I want to begin with the scholarly values such as respect, humility, concern for humanity and open inquiry that are foundational to academia. I’m particularly interested in how these sorts of values take on a distinctive significance in a practice-based discipline such as yours, where patient care has a real real-world impact.

Mark Lazenby:

It’s an important question. We think of the scholarly values as something that just happens or that has meaning just within an academic institution, but they have meaning in our lived lives. And I think the one thing that distinguishes nursing and medicine is that we live our scholarly values. They take on significance in how we interact with other people. The importance of learning the scholarly values while in university is that it gives you a foundation, and then it becomes part of a way of life, a professional way of life. That’s what’s really important – the ideal of respect and the ideal of intellectual humility. You have to live them.
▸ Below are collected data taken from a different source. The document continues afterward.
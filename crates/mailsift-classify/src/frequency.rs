//! Billing-frequency extraction for subscription mails.

use std::sync::LazyLock;

use chrono::NaiveDate;
use regex::Regex;

use mailsift_core::Frequency;

/// Direct keyword families, strongest signal first hit wins. Order matters:
/// families are probed in this sequence and the first matching family ends
/// the scan.
static FREQ_PATTERNS: LazyLock<Vec<(Frequency, Vec<Regex>)>> = LazyLock::new(|| {
    let compile = |patterns: &[&str]| -> Vec<Regex> {
        patterns
            .iter()
            .map(|p| Regex::new(p).expect("valid frequency regex"))
            .collect()
    };
    vec![
        (
            Frequency::Weekly,
            compile(&[
                r"\bweekly\b",
                r"\bevery week\b",
                r"\bper week\b",
                r"\brenews weekly\b",
                r"\b7 days\b",
                r"/\s*week",
                r"\bwk\b",
            ]),
        ),
        (
            Frequency::Monthly,
            compile(&[
                r"\bmonthly\b",
                r"\bevery month\b",
                r"\bper month\b",
                r"\bbilled monthly\b",
                r"\brenews monthly\b",
                r"/\s*mo\b",
                r"/\s*mon\b",
                r"\b30 days\b",
                r"\bevery 30 days\b",
            ]),
        ),
        (
            Frequency::Yearly,
            compile(&[
                r"\byearly\b",
                r"\bannual\b",
                r"\bannually\b",
                r"\bper year\b",
                r"\bbilled yearly\b",
                r"\brenews yearly\b",
                r"/\s*yr\b",
                r"/\s*year\b",
                r"\b12 months\b",
            ]),
        ),
        (
            Frequency::Quarterly,
            compile(&[r"\bquarterly\b", r"\bevery 3 months\b", r"\b3 months\b"]),
        ),
        (
            Frequency::SemiAnnual,
            compile(&[r"\bsemi[- ]?annual\b", r"\bevery 6 months\b", r"\b6 months\b"]),
        ),
    ]
});

static PRICE_PER_MONTH_RE: LazyLock<Regex> =
    LazyLock::new(|| Regex::new(r"/\s*(mo|mon|month)").expect("valid regex"));
static PRICE_PER_YEAR_RE: LazyLock<Regex> =
    LazyLock::new(|| Regex::new(r"/\s*(yr|year)").expect("valid regex"));
static PRICE_PER_WEEK_RE: LazyLock<Regex> =
    LazyLock::new(|| Regex::new(r"/\s*wk").expect("valid regex"));

static DATE_TOKEN_RE: LazyLock<Regex> =
    LazyLock::new(|| Regex::new(r"\b(\d{1,2}[-/]\d{1,2}[-/]\d{2,4})\b").expect("valid regex"));

/// Infer the billing frequency from mail text.
///
/// Detection tiers, first hit wins: direct keyword families (0.9), pricing
/// shorthand like `₹199/month` (0.85), a `renews on` co-occurrence check
/// (0.7), and finally the day gap between the first two `D/M/YYYY` tokens
/// (0.75). Tokens that fail to parse silently end the interval tier; nothing
/// detected yields `None`.
#[must_use]
pub fn extract_frequency(text: &str) -> Option<(Frequency, f64)> {
    let text = text.to_lowercase();

    for (frequency, patterns) in FREQ_PATTERNS.iter() {
        if patterns.iter().any(|re| re.is_match(&text)) {
            return Some((*frequency, 0.9));
        }
    }

    if PRICE_PER_MONTH_RE.is_match(&text) {
        return Some((Frequency::Monthly, 0.85));
    }
    if PRICE_PER_YEAR_RE.is_match(&text) {
        return Some((Frequency::Yearly, 0.85));
    }
    if PRICE_PER_WEEK_RE.is_match(&text) {
        return Some((Frequency::Weekly, 0.85));
    }

    if text.contains("renews on") && text.contains("month") {
        return Some((Frequency::Monthly, 0.7));
    }
    if text.contains("renews on") && text.contains("year") {
        return Some((Frequency::Yearly, 0.7));
    }

    interval_frequency(&text).map(|frequency| (frequency, 0.75))
}

/// Infer a frequency from the gap between the first two date tokens, e.g. a
/// current and a next billing date 30 days apart.
fn interval_frequency(text: &str) -> Option<Frequency> {
    let mut tokens = DATE_TOKEN_RE.find_iter(text).map(|m| m.as_str());
    let first = tokens.next()?;
    let second = tokens.next()?;

    let d1 = NaiveDate::parse_from_str(first, "%d/%m/%Y").ok()?;
    let d2 = NaiveDate::parse_from_str(second, "%d/%m/%Y").ok()?;

    match (d2 - d1).num_days().abs() {
        27..=33 => Some(Frequency::Monthly),
        350..=380 => Some(Frequency::Yearly),
        6..=8 => Some(Frequency::Weekly),
        _ => None,
    }
}
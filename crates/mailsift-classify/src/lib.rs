//! Heuristic classification pipeline for receipt and subscription mail.
//!
//! Normalizes raw HTML bodies into lowercase text and HTML views, matches a
//! read-only brand registry with weighted scoring, extracts amount, date,
//! and billing frequency, and labels each mail `purchase`, `subscription`,
//! or `others` with calibrated confidences. Pattern matching only: no model,
//! no network. Every stage is a pure function of the mail, so batches can be
//! processed in any order or in parallel.

pub mod amount;
pub mod brand;
pub mod date;
pub mod frequency;
pub mod normalize;
pub mod pipeline;
pub mod receipt;

pub use amount::{extract_amount, is_valid_amount};
pub use brand::{BrandMatch, BrandMatcher};
pub use date::extract_date;
pub use frequency::extract_frequency;
pub use normalize::{join_broken_date_lines, join_digit_split_html, text_and_html_views};
pub use pipeline::Classifier;
pub use receipt::{classify_type, is_receipt, negation_confidence};
//! Core configuration and data model for mailsift.
//!
//! Defines the brand registry (the read-only catalog of merchant detection
//! rules loaded once per batch), the raw mail record consumed by the
//! classification pipeline, and the derived classification output shapes.

pub mod record;
pub mod registry;

use thiserror::Error;

pub use record::{Classification, ExtractedFields, Frequency, MailRecord, MailType};
pub use registry::{load_registry, BrandRegistry, BrandRule, ScoreWeights};

#[derive(Debug, Error)]
pub enum ConfigError {
    #[error("failed to read registry at {path}: {source}")]
    RegistryIo {
        path: String,
        #[source]
        source: std::io::Error,
    },

    #[error("failed to parse registry: {0}")]
    RegistryParse(#[from] serde_yaml::Error),

    #[error("invalid registry: {0}")]
    Validation(String),
}
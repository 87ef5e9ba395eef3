//! Raw-HTML normalization into the lowercase views the extractors consume.
//!
//! Everything here is total: malformed markup degrades to the lowercased raw
//! input instead of failing, so a broken body never aborts a batch.

use std::sync::LazyLock;

use regex::Regex;

static TAG_RE: LazyLock<Regex> = LazyLock::new(|| Regex::new(r"(?s)<[^>]+>").expect("valid regex"));

static BROKEN_DATE_RE: LazyLock<Regex> = LazyLock::new(|| {
    Regex::new(r"(?i)\b(jan|feb|mar|apr|may|jun|jul|aug|sep|oct|nov|dec)[a-z]*\s+\d{1,2},\s*\n\s*(\d{4})")
        .expect("valid regex")
});

/// Render a raw HTML body into its two lowercase working views.
///
/// The first is a whitespace-normalized rendering that keeps tag structure
/// (one tag or text run per line); the second is the visible text only, with
/// tags stripped, common entities decoded, and tokens separated by single
/// spaces. Input with no markup comes back lowercased in both views.
#[must_use]
pub fn text_and_html_views(raw: &str) -> (String, String) {
    let lower = raw.to_lowercase();
    (pretty_html(&lower), visible_text(&lower))
}

/// Repair amounts rendered as separately-styled digit spans.
///
/// Strips every tag (replaced by a space) from the raw HTML, then deletes
/// whitespace strictly between two digits, so `<span>3</span><span>0</span>`
/// style layouts reassemble into contiguous numbers.
#[must_use]
pub fn join_digit_split_html(raw: &str) -> String {
    let stripped = TAG_RE.replace_all(raw, " ");
    join_digit_runs(&stripped)
}

/// Rejoin dates broken across lines and flatten remaining line breaks.
///
/// A month-and-day line followed by a 4-digit year on the next line becomes
/// one contiguous date token; any leftover `<br>`, CRLF, or LF turns into a
/// single space. Idempotent: once joined, a second pass is a no-op.
#[must_use]
pub fn join_broken_date_lines(text: &str) -> String {
    let joined = BROKEN_DATE_RE.replace_all(text, "$1 $2");
    joined
        .replace("<br>", " ")
        .replace("\r\n", " ")
        .replace('\n', " ")
}

fn pretty_html(lower: &str) -> String {
    let broken = lower.replace("><", ">\n<");
    broken
        .lines()
        .map(str::trim)
        .filter(|line| !line.is_empty())
        .collect::<Vec<_>>()
        .join("\n")
}

fn visible_text(lower: &str) -> String {
    let stripped = TAG_RE.replace_all(lower, " ");
    let decoded = decode_entities(&stripped);
    decoded.split_whitespace().collect::<Vec<_>>().join(" ")
}

fn decode_entities(s: &str) -> String {
    s.replace("&nbsp;", " ")
        .replace("&lt;", "<")
        .replace("&gt;", ">")
        .replace("&quot;", "\"")
        .replace("&#39;", "'")
        .replace("&amp;", "&")
}

/// Delete whitespace runs whose neighbours on both sides are digits.
fn join_digit_runs(s: &str) -> String {
    let mut out = String::with_capacity(s.len());
    let mut chars = s.chars().peekable();

    while let Some(c) = chars.next() {
        if c.is_whitespace() {
            let mut run = String::new();
            run.push(c);
            while let Some(&next) = chars.peek() {
                if next.is_whitespace() {
                    run.push(next);
                    chars.next();
                } else {
                    break;
                }
            }
            let prev_is_digit = out.chars().last().is_some_and(|p| p.is_ascii_digit());
            let next_is_digit = chars.peek().is_some_and(|n| n.is_ascii_digit());
            if !(prev_is_digit && next_is_digit) {
                out.push_str(&run);
            }
        } else {
            out.push(c);
        }
    }

    out
}
//! `WasmCatenarySolver`, the class the front end constructs once and calls
//! on every slider change.

use anyhow::Context;
use catenary_core::{BoundaryConditions, SolverSettings};
use serde_wasm_bindgen::{from_value, to_value};
use wasm_bindgen::prelude::*;

use crate::report::{checked_settings, solve_report, SolutionReport};

#[wasm_bindgen]
pub struct WasmCatenarySolver {
    settings: SolverSettings,
}

#[wasm_bindgen]
impl WasmCatenarySolver {
    /// Accepts `undefined`/`null` for default settings, or a partial
    /// settings object whose missing fields take their defaults.
    #[wasm_bindgen(constructor)]
    pub fn new(settings: JsValue) -> Result<WasmCatenarySolver, JsValue> {
        console_error_panic_hook::set_once();

        let settings = settings_from_js(settings)
            .map_err(|e| JsValue::from_str(&format!("{:#}", e)))?;
        Ok(WasmCatenarySolver { settings })
    }

    /// Returns the solution object, or `null` when the geometry is invalid or
    /// no solver phase produced a verified result.
    pub fn solve(&self, d: f64, h: f64, length: f64) -> Result<JsValue, JsValue> {
        let report = BoundaryConditions::new(d, h, length)
            .ok()
            .and_then(|conditions| solve_report(&conditions, &self.settings));
        report_to_js(report)
    }

    /// Like [`solve`](Self::solve) with support B placed at `theta_deg`
    /// degrees on a circle of `radius` around support A. The result also
    /// carries the derived `d` and `h`.
    pub fn solve_polar(&self, theta_deg: f64, radius: f64, length: f64) -> Result<JsValue, JsValue> {
        let report = BoundaryConditions::from_polar(theta_deg, radius, length)
            .ok()
            .and_then(|conditions| {
                solve_report(&conditions, &self.settings)
                    .map(|report| report.with_position(&conditions))
            });
        report_to_js(report)
    }

    pub fn settings(&self) -> Result<JsValue, JsValue> {
        to_value(&self.settings)
            .map_err(|e| JsValue::from_str(&format!("Serialization error: {}", e)))
    }
}

fn settings_from_js(value: JsValue) -> anyhow::Result<SolverSettings> {
    if value.is_undefined() || value.is_null() {
        return Ok(SolverSettings::default());
    }
    let settings: SolverSettings = from_value(value)
        .map_err(|e| anyhow::anyhow!("{}", e))
        .context("Failed to parse solver settings")?;
    checked_settings(settings)
}

fn report_to_js(report: Option<SolutionReport>) -> Result<JsValue, JsValue> {
    match report {
        Some(report) => to_value(&report)
            .map_err(|e| JsValue::from_str(&format!("Serialization error: {}", e))),
        None => Ok(JsValue::NULL),
    }
}

#[cfg(all(test, target_arch = "wasm32"))]
mod wasm_solver_tests {
    use super::WasmCatenarySolver;
    use catenary_core::SolverSettings;
    use serde::Deserialize;
    use serde_wasm_bindgen::{from_value, to_value};
    use wasm_bindgen::JsValue;
    use wasm_bindgen_test::wasm_bindgen_test;

    #[derive(Deserialize)]
    struct Decoded {
        a: f64,
        x0: f64,
        method: String,
        lambda: f64,
        d: Option<f64>,
    }

    fn default_solver() -> WasmCatenarySolver {
        WasmCatenarySolver::new(JsValue::UNDEFINED).expect("solver")
    }

    #[wasm_bindgen_test]
    fn solve_returns_plain_object() {
        let value = default_solver().solve(1.0, 0.0, 1.5).expect("solve");
        let decoded: Decoded = from_value(value).expect("decode");
        assert!((decoded.x0 - 0.5).abs() < 1e-6);
        assert!((decoded.a - 0.308_236).abs() < 1e-5);
        assert_eq!(decoded.method, "newton");
        assert!(decoded.lambda > decoded.a);
        assert!(decoded.d.is_none());
    }

    #[wasm_bindgen_test]
    fn taut_chain_returns_null() {
        let value = default_solver().solve(1.0, 0.0, 1.0).expect("solve");
        assert!(value.is_null());
    }

    #[wasm_bindgen_test]
    fn polar_solve_matches_cartesian() {
        let solver = default_solver();
        let polar: Decoded = from_value(solver.solve_polar(-14.5, 0.99, 1.0).expect("solve"))
            .expect("decode");
        let theta = (-14.5f64).to_radians();
        let cartesian: Decoded = from_value(
            solver
                .solve(0.99 * theta.cos(), 0.99 * theta.sin(), 1.0)
                .expect("solve"),
        )
        .expect("decode");
        assert_eq!(polar.a, cartesian.a);
        assert_eq!(polar.x0, cartesian.x0);
        assert!(polar.d.is_some());
    }

    #[wasm_bindgen_test]
    fn partial_settings_keep_defaults() {
        let overrides = partial_settings(50);
        let solver = WasmCatenarySolver::new(overrides).expect("solver");
        let settings: SolverSettings = from_value(solver.settings().expect("settings"))
            .expect("decode settings");
        assert_eq!(settings.max_iterations, 50);
        assert_eq!(settings.tolerance, SolverSettings::default().tolerance);
    }

    #[wasm_bindgen_test]
    fn invalid_settings_are_rejected() {
        let settings = SolverSettings {
            tolerance: -1.0,
            ..SolverSettings::default()
        };
        let result = WasmCatenarySolver::new(to_value(&settings).expect("settings"));
        let message = result
            .err()
            .and_then(|err| err.as_string())
            .unwrap_or_default();
        assert!(message.contains("Invalid solver settings"));
        assert!(message.contains("tolerance"));
    }

    fn partial_settings(max_iterations: usize) -> JsValue {
        #[derive(serde::Serialize)]
        struct Partial {
            max_iterations: usize,
        }
        to_value(&Partial { max_iterations }).expect("partial settings")
    }
}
So, what does it mean to respect another human being? The philosopher Michael Rosen says that it means to look back and see your fellow human. So, say, in an ethics class in nursing, we talk about what respect means. It’s not just respect for the truth or not just respect for honest and open inquiry – though it is those – but it becomes this looking at your fellow human being and seeing their humanity. So that very ideal of respect takes on a lived quality. The same thing about intellectual humility – being able to say I don’t know – is very important when answering patients. The scientific humility that we all value within the academy takes on a real lived quality when you’re interacting with patients. The same would be true in any practice discipline.

Duncan Pritchard:

This connects to something you and I have discussed an awful lot, which is how nursing education done well needs to go beyond merely developing clinical skills. And that’s where one area where the humanities come in. Can you tell us a little bit more about this? For example, how does a humanities-based approach cultivate deeper ethical reasoning, cultural competence and resilience in future nurses, and so forth?

Mark Lazenby:

Well, don’t get me wrong. There is a skills-based approach in any practice-based discipline with the practice of medicine, the practice of nursing, the practice of pharmacy and the practice of public health – the health sciences that we teach at UC Irvine. When you’re putting something into a human being’s body or you have their life in your hands, you have to have skills. And those skills have to be tried and tested under extreme circumstances. They’re still people with hopes and dreams and goals who may be at death’s door or who may have just recently been diagnosed with a chronic disease. So, how do you go from the skill of teaching, the skill of treating that chronic disease, to helping them live a good life?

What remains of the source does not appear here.